### WORK TO BE COMPLETED
Search the listing below for the word "unknown", and copy every line in which it turns up.

### DATASET
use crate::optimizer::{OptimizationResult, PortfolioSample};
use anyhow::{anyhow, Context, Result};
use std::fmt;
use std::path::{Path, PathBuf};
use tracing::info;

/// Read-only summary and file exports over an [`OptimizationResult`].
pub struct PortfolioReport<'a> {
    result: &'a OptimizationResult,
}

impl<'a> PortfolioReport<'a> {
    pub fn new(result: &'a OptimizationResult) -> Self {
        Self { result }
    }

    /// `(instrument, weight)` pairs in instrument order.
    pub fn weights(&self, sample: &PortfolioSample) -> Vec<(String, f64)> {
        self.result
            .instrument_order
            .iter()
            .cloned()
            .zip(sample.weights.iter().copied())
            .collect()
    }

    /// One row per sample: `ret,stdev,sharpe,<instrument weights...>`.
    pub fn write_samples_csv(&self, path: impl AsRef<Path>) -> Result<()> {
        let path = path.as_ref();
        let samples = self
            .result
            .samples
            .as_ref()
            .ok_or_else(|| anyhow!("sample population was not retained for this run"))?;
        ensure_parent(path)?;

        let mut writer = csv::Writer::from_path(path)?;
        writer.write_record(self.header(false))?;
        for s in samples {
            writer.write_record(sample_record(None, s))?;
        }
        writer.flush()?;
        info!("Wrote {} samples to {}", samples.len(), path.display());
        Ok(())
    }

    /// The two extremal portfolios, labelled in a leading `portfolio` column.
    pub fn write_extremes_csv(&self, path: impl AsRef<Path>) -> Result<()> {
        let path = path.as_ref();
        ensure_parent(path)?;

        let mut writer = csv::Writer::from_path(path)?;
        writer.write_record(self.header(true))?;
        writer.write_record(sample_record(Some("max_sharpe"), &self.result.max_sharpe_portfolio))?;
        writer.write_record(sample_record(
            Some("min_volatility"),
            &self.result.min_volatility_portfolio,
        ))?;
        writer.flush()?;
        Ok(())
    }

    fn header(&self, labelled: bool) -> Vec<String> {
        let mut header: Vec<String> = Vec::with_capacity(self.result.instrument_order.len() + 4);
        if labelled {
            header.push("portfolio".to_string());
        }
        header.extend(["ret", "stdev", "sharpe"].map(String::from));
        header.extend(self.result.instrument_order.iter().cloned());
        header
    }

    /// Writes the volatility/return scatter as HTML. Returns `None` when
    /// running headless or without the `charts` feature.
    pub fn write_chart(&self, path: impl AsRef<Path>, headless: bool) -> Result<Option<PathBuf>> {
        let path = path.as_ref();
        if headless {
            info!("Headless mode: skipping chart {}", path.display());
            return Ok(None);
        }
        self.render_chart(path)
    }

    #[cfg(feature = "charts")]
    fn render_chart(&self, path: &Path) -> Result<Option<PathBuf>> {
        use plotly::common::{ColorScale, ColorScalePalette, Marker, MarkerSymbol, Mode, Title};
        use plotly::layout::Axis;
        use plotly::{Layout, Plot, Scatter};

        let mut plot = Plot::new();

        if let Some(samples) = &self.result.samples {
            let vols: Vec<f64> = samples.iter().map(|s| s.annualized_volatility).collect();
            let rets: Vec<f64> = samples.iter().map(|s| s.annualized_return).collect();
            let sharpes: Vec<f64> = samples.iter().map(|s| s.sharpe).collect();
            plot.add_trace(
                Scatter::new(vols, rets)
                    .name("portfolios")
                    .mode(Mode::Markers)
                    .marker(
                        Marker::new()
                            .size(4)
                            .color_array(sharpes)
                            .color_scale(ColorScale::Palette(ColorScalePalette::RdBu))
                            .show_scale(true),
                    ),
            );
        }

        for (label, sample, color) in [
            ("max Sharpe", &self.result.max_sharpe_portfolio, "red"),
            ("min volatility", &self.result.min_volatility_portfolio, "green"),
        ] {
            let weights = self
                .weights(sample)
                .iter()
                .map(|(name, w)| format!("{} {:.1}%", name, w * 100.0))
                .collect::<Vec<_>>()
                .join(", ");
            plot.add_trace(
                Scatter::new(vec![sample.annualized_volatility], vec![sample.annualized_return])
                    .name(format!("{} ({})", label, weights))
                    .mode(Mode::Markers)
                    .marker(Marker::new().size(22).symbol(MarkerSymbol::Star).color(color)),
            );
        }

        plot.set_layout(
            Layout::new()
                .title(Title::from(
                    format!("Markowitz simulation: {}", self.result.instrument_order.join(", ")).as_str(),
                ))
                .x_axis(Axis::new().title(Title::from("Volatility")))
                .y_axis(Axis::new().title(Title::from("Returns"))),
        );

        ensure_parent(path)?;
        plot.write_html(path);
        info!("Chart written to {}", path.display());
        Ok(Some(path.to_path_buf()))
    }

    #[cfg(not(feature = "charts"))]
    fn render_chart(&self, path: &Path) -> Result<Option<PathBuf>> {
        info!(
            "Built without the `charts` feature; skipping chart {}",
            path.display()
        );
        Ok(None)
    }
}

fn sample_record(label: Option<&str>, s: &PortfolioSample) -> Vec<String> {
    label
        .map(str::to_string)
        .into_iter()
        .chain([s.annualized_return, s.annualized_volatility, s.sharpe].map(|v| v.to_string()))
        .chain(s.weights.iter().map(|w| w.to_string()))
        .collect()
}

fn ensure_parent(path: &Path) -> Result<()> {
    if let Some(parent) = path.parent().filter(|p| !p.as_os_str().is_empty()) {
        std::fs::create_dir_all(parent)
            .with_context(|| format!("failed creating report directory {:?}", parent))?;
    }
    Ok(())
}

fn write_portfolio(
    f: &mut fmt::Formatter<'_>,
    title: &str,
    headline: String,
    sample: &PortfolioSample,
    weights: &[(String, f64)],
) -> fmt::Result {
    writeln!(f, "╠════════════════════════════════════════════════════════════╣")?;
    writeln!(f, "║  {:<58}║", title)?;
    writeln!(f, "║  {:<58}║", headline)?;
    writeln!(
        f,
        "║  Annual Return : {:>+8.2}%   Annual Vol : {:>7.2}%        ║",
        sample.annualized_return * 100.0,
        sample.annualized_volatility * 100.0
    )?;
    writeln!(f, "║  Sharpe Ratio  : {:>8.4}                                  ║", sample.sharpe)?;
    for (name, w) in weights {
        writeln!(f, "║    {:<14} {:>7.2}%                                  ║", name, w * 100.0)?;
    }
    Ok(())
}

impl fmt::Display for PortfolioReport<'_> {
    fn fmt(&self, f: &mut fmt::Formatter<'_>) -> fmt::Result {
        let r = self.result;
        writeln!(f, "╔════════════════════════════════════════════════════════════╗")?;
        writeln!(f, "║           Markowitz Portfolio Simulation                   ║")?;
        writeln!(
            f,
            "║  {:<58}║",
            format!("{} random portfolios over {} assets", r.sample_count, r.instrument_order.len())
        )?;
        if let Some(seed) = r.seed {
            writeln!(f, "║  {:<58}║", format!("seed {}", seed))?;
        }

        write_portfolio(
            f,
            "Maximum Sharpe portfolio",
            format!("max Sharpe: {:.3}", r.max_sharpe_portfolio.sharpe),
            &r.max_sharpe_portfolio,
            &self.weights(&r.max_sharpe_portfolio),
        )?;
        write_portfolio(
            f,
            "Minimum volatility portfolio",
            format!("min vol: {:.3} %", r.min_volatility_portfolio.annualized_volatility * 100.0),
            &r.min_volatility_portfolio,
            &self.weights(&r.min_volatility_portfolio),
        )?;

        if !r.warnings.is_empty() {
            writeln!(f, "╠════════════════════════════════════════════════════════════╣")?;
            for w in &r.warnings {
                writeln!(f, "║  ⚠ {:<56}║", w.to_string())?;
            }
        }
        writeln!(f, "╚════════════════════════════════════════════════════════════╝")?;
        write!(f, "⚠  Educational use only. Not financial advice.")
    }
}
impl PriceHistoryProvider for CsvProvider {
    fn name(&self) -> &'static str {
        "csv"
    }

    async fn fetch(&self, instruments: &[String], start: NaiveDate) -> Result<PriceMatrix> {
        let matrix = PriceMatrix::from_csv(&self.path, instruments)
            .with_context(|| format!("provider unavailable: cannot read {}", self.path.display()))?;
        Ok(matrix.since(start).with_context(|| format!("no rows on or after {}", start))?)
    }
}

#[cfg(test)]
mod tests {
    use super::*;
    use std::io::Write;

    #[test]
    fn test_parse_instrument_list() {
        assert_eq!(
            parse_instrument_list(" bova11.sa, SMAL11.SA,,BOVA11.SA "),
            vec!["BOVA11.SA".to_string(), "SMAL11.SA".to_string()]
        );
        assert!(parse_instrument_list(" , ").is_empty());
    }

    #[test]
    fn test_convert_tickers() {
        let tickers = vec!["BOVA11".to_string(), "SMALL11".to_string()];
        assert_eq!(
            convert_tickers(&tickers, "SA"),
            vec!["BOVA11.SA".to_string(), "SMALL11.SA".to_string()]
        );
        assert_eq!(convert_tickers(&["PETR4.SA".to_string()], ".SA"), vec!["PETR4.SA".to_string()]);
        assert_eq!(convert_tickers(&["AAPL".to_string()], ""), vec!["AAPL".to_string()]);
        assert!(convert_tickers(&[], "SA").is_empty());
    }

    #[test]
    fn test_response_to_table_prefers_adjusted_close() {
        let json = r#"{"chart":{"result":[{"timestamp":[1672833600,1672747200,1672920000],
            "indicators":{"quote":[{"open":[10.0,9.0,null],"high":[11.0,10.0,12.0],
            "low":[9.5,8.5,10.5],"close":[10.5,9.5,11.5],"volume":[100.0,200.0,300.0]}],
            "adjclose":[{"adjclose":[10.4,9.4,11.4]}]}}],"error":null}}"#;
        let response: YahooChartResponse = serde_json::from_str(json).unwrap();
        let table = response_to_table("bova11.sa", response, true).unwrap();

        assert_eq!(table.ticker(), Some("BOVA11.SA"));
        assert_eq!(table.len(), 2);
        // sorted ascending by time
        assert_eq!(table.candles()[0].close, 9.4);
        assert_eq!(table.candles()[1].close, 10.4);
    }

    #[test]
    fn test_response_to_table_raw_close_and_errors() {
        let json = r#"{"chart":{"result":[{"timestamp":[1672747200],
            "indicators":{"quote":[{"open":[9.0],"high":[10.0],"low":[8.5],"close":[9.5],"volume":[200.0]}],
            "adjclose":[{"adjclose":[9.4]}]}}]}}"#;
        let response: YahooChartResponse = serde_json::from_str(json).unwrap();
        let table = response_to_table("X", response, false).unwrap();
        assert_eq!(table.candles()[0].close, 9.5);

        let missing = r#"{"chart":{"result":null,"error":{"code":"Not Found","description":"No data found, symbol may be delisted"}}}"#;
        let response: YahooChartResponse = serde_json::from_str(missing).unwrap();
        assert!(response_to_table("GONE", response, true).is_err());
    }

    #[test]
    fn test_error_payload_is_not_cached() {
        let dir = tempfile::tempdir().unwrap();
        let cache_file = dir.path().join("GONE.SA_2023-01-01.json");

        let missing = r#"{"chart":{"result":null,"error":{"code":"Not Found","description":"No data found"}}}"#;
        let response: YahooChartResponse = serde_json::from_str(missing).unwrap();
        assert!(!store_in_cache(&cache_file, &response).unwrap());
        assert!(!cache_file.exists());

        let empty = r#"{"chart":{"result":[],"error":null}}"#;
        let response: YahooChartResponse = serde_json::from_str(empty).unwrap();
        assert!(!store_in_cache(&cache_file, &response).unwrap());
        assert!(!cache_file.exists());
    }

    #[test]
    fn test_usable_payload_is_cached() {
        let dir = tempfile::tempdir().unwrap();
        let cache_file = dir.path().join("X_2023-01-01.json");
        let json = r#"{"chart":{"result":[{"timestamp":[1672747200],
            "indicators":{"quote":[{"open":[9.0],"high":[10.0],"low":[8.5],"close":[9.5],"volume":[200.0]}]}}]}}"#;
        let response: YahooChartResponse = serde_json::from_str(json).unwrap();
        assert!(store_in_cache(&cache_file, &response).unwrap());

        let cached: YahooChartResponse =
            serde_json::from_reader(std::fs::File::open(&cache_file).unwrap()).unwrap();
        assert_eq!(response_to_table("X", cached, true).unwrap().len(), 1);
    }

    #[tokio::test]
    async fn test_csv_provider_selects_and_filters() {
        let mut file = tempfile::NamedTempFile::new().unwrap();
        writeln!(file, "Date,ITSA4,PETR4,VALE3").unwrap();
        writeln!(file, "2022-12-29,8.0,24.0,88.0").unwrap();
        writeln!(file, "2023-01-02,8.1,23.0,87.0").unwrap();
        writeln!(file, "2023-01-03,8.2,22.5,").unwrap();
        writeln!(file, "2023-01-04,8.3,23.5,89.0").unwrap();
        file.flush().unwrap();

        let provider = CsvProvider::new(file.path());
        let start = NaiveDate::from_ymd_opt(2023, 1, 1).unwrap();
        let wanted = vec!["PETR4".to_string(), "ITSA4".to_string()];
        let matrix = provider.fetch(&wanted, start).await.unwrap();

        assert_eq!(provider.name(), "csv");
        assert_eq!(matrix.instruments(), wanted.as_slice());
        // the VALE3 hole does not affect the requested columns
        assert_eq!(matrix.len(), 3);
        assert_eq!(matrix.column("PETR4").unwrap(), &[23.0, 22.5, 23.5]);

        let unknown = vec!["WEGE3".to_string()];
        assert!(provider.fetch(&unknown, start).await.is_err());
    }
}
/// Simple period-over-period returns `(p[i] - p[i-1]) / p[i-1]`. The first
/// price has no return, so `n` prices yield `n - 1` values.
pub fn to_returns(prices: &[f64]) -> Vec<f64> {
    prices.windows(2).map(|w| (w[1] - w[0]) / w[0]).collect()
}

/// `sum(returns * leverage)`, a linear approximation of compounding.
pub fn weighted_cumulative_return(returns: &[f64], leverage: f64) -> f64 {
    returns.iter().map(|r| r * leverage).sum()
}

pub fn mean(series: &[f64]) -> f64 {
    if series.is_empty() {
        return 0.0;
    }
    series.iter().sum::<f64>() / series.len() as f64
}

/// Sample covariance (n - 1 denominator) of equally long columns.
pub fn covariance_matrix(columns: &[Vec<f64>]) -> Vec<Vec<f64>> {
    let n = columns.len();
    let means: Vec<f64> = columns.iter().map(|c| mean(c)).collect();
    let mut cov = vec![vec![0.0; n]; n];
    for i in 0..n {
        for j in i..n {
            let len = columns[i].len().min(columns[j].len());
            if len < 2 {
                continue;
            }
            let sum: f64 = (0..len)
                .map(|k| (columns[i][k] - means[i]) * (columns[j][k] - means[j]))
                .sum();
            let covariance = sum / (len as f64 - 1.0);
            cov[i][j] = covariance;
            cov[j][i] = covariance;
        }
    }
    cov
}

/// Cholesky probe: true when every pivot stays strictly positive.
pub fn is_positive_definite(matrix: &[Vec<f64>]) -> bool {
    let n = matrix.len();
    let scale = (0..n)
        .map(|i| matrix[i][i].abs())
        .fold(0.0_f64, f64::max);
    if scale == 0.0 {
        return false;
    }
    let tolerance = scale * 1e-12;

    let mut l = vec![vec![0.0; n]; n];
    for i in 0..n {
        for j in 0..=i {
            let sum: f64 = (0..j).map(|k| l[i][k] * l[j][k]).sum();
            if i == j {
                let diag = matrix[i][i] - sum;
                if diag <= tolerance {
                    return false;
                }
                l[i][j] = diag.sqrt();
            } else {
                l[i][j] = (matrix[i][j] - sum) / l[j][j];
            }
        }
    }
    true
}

### ANSWER BOX
        let unknown = vec!["WEGE3".to_string()];
        assert!(provider.fetch(&unknown, start).await.is_err());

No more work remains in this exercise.